WHAT IS EXPECTED — Go through the data below and copy each line that includes "creator".

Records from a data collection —
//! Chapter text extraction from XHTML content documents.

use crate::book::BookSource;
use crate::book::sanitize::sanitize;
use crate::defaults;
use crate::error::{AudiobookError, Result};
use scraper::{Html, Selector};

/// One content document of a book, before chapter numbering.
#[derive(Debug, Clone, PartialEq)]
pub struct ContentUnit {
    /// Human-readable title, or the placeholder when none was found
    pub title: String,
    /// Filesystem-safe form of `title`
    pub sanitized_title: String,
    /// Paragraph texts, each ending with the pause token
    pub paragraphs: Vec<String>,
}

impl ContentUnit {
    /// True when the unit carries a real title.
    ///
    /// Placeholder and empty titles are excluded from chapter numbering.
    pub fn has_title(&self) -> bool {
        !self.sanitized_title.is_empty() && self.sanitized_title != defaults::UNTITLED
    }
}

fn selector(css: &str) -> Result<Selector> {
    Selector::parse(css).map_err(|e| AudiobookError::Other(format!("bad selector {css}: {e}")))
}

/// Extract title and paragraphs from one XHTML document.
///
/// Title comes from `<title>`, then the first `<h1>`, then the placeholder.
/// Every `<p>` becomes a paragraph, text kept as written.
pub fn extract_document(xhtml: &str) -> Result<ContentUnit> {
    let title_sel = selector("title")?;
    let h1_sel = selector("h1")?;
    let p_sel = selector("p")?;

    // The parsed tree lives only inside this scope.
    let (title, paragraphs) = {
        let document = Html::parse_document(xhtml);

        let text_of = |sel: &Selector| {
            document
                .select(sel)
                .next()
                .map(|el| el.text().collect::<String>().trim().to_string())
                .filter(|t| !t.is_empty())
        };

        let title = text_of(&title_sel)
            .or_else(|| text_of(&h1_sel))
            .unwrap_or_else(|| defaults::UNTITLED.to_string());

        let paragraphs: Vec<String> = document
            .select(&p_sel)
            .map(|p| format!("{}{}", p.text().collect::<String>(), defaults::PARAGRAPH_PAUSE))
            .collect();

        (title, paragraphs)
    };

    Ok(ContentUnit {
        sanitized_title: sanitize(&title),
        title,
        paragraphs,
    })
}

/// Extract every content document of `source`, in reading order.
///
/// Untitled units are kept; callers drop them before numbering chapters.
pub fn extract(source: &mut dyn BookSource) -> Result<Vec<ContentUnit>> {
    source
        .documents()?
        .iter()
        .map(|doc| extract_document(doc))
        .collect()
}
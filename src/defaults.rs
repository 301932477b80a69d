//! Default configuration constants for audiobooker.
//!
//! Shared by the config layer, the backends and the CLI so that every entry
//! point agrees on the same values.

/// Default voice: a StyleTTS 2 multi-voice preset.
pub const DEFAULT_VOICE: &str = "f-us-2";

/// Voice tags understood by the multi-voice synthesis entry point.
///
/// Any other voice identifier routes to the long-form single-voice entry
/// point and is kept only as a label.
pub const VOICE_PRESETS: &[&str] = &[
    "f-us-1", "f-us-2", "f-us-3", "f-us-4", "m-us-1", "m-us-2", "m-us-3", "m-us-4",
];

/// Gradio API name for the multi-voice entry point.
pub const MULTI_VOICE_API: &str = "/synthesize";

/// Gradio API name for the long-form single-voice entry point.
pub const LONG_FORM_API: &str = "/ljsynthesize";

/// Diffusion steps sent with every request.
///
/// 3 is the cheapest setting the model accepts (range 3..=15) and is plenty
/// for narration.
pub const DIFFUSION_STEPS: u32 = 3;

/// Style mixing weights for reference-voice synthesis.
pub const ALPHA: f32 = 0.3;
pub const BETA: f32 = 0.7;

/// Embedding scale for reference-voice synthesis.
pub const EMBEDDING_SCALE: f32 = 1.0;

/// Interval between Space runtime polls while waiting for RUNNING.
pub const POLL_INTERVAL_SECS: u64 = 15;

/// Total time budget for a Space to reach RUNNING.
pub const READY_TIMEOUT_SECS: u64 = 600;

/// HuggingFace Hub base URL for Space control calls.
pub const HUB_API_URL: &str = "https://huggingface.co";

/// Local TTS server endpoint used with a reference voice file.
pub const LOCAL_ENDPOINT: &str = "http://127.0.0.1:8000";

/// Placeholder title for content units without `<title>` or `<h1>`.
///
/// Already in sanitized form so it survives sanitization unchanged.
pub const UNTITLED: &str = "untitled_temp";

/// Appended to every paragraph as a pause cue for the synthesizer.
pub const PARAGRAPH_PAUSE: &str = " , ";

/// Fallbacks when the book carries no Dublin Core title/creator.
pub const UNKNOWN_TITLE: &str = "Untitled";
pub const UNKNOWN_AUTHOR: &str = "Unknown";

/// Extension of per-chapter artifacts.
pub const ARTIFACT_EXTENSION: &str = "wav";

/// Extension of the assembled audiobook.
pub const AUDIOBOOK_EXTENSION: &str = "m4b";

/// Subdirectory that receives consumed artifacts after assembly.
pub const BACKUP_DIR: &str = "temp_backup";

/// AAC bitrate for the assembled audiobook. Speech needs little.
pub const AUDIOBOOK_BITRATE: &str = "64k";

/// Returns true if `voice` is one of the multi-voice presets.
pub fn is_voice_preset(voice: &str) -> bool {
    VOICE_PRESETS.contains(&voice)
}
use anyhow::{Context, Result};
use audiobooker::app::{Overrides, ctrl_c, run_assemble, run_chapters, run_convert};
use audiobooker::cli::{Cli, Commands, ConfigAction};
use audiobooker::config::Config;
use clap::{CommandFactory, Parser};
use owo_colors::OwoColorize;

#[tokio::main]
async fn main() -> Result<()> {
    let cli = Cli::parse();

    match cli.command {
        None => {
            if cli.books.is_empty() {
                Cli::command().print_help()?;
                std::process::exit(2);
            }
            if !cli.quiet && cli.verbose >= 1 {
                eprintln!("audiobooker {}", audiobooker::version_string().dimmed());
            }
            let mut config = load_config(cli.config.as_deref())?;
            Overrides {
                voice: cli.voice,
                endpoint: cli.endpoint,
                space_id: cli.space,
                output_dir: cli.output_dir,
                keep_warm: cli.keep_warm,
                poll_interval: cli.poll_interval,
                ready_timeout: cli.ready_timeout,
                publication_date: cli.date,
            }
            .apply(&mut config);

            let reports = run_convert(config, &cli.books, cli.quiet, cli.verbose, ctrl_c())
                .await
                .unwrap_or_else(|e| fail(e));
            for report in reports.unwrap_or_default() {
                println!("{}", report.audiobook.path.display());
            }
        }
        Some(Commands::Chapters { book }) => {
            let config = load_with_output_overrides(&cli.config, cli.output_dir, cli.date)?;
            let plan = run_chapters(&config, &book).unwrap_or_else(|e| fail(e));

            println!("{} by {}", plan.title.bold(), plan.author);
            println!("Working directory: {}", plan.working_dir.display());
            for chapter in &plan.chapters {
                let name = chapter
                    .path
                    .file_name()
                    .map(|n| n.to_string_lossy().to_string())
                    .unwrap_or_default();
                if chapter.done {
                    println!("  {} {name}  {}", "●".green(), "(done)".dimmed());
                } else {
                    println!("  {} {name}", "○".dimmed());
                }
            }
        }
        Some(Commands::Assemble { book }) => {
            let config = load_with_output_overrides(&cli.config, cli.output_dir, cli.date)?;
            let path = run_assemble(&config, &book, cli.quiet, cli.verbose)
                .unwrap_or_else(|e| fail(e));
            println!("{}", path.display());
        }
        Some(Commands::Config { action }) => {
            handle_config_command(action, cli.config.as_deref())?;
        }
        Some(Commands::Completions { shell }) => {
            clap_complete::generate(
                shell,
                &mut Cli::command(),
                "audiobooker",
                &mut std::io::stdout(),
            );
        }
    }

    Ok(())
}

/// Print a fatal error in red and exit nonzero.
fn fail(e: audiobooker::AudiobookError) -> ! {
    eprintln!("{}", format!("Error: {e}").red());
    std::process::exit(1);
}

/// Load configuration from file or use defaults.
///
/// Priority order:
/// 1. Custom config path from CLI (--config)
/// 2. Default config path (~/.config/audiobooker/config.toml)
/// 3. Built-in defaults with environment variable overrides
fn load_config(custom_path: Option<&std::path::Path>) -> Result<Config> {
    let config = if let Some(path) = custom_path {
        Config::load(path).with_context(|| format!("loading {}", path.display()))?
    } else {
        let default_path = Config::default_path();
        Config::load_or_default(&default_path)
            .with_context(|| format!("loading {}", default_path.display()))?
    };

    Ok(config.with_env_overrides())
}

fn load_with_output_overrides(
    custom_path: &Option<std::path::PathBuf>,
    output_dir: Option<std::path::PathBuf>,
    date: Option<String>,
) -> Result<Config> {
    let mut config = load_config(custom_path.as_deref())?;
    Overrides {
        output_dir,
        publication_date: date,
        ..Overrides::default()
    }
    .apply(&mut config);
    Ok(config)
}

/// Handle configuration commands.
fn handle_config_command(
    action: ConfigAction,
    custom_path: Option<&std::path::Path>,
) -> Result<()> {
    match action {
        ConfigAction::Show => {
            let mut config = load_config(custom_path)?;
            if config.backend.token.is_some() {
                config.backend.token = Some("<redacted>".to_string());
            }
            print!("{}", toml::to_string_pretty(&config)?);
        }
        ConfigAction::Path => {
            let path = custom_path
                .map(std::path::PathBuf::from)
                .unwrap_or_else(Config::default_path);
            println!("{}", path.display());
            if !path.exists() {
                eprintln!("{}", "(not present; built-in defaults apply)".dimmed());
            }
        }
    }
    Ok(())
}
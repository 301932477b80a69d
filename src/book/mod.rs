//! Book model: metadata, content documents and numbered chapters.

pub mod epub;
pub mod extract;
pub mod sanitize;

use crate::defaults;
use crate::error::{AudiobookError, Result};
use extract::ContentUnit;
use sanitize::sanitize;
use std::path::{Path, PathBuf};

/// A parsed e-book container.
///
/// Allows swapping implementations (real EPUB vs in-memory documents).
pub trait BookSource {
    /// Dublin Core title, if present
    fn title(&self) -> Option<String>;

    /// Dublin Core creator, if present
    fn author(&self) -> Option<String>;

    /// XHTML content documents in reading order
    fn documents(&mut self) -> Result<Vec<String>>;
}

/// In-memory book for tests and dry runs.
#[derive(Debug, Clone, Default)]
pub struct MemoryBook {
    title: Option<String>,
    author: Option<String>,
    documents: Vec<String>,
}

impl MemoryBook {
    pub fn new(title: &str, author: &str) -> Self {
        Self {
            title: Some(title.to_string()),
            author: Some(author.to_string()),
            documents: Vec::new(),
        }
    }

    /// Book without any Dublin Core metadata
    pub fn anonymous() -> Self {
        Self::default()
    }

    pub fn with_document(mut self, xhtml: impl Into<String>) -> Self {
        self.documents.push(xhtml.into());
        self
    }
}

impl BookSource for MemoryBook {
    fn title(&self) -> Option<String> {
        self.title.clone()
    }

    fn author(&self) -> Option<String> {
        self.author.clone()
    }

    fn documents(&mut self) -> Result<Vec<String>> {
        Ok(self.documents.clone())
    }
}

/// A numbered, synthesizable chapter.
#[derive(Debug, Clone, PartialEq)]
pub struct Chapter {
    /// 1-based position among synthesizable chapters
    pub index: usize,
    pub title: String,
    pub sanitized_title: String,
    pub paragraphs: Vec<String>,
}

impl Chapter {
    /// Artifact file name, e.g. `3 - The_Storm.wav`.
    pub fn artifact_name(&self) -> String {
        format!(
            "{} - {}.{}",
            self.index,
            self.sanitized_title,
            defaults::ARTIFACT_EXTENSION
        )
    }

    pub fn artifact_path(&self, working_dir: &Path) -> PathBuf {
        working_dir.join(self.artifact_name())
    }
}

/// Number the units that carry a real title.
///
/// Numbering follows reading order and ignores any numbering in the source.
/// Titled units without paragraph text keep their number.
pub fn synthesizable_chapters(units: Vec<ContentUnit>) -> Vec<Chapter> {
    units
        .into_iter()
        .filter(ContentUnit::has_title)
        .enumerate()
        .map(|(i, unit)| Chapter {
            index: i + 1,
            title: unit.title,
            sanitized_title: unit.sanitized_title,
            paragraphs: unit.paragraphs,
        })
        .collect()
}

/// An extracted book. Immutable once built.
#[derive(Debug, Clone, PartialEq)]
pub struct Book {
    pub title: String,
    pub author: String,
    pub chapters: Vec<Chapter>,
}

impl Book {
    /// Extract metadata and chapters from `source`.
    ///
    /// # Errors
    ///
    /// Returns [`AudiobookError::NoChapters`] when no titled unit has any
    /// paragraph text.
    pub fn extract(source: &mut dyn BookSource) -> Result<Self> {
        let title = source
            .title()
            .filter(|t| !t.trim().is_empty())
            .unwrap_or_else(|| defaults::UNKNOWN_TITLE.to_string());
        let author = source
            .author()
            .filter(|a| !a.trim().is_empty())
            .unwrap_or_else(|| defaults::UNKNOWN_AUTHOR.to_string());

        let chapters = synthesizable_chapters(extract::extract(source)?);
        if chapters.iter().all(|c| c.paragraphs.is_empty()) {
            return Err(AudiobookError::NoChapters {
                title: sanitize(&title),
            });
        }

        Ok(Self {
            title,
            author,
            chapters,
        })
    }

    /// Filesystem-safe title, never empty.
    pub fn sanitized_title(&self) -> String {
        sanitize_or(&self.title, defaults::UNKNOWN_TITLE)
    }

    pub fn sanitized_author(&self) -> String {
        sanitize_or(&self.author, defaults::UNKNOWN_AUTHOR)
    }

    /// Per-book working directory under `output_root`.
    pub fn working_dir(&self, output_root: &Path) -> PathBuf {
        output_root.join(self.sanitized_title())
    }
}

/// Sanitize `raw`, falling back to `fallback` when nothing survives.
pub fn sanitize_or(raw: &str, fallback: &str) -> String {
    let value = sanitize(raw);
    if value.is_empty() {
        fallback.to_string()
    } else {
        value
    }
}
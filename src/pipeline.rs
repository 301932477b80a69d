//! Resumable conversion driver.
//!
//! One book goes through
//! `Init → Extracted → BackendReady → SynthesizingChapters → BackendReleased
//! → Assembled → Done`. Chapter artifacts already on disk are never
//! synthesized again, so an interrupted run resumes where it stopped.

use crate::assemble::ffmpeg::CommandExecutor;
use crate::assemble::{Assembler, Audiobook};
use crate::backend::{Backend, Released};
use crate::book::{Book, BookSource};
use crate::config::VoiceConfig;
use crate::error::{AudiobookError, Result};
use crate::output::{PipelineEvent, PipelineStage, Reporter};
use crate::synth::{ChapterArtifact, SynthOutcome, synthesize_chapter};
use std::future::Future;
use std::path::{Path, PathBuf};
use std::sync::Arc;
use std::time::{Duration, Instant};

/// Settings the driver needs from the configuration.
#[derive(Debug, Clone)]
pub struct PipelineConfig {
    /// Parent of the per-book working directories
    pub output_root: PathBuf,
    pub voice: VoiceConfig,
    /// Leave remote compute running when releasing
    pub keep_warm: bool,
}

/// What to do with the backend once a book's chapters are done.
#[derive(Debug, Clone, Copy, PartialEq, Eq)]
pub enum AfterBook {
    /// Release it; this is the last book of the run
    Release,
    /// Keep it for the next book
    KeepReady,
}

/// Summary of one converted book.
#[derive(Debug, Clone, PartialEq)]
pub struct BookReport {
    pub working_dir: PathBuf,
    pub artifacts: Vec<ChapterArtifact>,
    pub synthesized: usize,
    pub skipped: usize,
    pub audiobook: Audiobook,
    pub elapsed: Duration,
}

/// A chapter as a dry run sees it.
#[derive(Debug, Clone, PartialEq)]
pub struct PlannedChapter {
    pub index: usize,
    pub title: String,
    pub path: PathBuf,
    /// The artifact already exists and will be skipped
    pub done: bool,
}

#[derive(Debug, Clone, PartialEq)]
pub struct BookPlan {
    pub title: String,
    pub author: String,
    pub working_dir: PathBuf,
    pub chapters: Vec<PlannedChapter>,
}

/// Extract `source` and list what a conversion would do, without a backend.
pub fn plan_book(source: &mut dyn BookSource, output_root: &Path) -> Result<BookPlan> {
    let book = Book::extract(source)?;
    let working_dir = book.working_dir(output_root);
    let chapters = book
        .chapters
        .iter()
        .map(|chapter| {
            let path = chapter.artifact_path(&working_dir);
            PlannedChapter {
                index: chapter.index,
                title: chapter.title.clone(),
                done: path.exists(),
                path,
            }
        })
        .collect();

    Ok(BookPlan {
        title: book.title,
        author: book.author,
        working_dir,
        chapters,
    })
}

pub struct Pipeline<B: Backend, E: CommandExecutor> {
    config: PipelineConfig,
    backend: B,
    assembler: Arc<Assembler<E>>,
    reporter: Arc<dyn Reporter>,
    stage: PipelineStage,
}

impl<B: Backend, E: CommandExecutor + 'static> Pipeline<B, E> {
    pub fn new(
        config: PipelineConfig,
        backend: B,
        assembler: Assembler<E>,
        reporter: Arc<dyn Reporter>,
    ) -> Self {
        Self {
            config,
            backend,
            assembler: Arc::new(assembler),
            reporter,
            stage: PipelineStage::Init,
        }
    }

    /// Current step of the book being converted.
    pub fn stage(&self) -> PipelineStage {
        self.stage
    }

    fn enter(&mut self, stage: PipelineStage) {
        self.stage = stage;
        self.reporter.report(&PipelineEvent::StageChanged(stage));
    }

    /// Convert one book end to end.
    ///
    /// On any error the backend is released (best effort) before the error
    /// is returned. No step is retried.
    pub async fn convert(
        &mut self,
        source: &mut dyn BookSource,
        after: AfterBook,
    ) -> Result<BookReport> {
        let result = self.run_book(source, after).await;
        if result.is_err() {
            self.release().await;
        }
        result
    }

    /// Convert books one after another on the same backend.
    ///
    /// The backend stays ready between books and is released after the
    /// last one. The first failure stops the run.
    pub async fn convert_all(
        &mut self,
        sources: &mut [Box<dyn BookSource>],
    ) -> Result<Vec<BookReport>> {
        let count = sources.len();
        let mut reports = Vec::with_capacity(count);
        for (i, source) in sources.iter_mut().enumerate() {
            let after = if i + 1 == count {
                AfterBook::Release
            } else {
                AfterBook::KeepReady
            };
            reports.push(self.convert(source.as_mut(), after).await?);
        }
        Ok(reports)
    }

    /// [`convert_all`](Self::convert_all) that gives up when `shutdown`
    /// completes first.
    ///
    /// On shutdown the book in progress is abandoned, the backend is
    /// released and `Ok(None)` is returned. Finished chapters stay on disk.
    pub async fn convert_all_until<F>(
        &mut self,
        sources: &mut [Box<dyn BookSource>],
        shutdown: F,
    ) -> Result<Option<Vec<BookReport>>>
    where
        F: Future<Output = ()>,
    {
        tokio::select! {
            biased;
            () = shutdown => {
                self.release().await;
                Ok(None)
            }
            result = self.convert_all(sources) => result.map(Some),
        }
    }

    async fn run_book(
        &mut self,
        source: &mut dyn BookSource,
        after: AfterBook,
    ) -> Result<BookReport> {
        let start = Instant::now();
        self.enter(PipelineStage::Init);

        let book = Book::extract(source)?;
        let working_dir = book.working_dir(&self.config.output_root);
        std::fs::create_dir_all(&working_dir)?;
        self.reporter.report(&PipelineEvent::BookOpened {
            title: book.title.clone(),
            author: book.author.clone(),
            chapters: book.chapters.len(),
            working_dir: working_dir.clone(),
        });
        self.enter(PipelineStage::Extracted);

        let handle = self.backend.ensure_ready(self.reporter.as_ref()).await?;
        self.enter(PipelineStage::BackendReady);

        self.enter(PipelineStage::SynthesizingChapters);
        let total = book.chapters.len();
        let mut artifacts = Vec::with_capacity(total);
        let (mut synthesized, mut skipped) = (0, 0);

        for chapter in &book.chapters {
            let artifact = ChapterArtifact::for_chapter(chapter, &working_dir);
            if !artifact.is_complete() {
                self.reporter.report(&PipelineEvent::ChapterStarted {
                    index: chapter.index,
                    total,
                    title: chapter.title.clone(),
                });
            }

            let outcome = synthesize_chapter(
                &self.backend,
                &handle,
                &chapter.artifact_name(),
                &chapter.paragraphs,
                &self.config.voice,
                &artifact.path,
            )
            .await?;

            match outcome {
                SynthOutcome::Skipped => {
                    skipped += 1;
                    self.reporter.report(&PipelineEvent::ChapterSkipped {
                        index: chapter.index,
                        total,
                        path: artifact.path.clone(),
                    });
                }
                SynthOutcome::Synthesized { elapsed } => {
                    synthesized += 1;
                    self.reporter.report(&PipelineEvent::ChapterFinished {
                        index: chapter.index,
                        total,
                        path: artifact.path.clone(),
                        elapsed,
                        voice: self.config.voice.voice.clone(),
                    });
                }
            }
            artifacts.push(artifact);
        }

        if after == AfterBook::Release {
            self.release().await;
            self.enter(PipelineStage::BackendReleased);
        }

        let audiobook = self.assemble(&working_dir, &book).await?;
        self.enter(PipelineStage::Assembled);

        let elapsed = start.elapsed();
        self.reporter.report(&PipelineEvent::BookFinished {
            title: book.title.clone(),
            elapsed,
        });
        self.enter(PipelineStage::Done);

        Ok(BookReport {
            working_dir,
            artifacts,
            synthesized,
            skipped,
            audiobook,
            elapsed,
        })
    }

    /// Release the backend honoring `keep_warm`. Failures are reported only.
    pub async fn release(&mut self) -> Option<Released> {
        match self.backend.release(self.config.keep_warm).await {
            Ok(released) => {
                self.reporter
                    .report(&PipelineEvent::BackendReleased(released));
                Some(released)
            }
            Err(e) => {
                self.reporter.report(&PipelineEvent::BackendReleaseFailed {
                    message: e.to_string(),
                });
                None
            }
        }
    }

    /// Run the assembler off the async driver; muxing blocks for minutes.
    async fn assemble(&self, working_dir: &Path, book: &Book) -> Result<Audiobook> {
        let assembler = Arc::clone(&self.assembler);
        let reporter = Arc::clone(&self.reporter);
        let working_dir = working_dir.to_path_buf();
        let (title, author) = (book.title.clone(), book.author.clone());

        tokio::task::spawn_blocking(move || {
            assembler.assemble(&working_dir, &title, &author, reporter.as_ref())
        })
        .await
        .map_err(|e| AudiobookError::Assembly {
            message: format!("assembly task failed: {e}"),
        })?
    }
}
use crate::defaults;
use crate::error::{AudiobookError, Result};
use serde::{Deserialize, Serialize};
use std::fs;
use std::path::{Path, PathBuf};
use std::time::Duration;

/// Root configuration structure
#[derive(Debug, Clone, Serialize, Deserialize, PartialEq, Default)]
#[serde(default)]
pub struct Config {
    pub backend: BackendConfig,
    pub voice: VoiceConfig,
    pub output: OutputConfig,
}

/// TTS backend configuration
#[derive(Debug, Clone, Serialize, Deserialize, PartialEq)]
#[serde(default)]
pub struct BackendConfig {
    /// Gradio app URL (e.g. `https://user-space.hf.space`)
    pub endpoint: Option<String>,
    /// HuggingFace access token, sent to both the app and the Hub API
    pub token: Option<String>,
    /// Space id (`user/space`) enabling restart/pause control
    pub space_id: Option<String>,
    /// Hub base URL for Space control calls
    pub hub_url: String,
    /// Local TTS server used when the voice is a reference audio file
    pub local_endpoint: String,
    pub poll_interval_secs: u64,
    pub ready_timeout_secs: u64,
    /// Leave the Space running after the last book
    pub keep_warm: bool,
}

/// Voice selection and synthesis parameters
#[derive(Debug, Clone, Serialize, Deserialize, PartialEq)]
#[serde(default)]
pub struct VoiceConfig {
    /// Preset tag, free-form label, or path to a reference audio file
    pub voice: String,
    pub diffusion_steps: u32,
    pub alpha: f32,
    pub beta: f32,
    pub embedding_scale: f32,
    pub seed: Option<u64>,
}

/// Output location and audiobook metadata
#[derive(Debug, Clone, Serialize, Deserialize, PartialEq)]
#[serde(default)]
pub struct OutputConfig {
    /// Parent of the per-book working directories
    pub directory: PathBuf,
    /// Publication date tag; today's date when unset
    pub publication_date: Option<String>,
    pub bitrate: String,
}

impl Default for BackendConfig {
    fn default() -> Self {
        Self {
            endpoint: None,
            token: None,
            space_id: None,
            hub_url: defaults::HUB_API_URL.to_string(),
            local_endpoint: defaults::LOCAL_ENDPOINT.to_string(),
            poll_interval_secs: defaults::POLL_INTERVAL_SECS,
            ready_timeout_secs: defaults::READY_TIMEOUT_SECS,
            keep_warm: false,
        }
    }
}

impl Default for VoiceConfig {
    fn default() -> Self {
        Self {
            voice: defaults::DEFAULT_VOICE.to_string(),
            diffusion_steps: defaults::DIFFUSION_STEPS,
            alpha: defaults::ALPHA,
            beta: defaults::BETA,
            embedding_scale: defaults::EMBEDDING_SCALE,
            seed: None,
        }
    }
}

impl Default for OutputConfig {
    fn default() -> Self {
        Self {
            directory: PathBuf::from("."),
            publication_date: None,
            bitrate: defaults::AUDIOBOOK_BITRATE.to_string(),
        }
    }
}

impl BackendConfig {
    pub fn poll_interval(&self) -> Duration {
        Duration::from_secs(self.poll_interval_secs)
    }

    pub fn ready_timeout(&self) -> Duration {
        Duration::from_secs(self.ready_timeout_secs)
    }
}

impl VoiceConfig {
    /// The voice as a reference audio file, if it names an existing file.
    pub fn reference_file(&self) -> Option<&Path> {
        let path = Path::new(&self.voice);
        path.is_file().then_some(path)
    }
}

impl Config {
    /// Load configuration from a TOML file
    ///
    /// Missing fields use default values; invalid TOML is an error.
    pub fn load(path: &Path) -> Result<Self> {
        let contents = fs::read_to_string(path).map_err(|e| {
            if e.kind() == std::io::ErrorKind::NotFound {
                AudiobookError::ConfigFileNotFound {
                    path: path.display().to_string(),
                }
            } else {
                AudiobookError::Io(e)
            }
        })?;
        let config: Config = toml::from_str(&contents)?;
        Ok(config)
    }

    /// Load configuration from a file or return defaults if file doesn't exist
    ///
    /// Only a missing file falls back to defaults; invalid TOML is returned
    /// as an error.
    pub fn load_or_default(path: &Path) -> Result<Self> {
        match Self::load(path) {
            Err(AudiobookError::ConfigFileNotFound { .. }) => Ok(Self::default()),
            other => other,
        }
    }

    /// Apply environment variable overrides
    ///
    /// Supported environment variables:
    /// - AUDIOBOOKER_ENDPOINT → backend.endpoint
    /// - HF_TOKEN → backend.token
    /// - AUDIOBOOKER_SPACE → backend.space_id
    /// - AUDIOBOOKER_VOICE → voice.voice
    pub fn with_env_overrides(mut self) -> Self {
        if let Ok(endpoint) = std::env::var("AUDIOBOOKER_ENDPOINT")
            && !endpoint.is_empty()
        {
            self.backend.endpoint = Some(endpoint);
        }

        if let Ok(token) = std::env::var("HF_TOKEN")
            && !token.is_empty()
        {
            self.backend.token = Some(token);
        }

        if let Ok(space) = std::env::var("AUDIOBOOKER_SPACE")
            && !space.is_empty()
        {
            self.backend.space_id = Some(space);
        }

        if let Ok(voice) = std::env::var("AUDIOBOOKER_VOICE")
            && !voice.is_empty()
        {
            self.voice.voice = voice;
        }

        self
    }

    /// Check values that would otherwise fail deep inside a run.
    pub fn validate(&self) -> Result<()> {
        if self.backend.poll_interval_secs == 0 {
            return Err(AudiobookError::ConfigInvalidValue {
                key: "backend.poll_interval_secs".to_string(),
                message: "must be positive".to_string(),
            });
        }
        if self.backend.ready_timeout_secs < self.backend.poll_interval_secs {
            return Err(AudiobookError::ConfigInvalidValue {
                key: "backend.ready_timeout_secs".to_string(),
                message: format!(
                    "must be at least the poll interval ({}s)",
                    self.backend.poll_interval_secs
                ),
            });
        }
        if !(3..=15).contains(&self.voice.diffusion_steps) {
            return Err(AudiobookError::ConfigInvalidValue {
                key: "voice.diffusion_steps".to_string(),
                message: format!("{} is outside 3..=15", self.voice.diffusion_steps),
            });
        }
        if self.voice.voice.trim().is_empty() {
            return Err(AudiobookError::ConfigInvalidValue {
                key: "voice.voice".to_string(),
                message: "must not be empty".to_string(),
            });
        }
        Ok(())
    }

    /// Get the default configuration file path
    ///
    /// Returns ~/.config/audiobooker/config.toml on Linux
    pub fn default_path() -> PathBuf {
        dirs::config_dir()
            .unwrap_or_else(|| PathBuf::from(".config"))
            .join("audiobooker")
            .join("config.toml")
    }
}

COMPLETED EXERCISE —
/// Fallbacks when the book carries no Dublin Core title/creator.
    /// Dublin Core creator, if present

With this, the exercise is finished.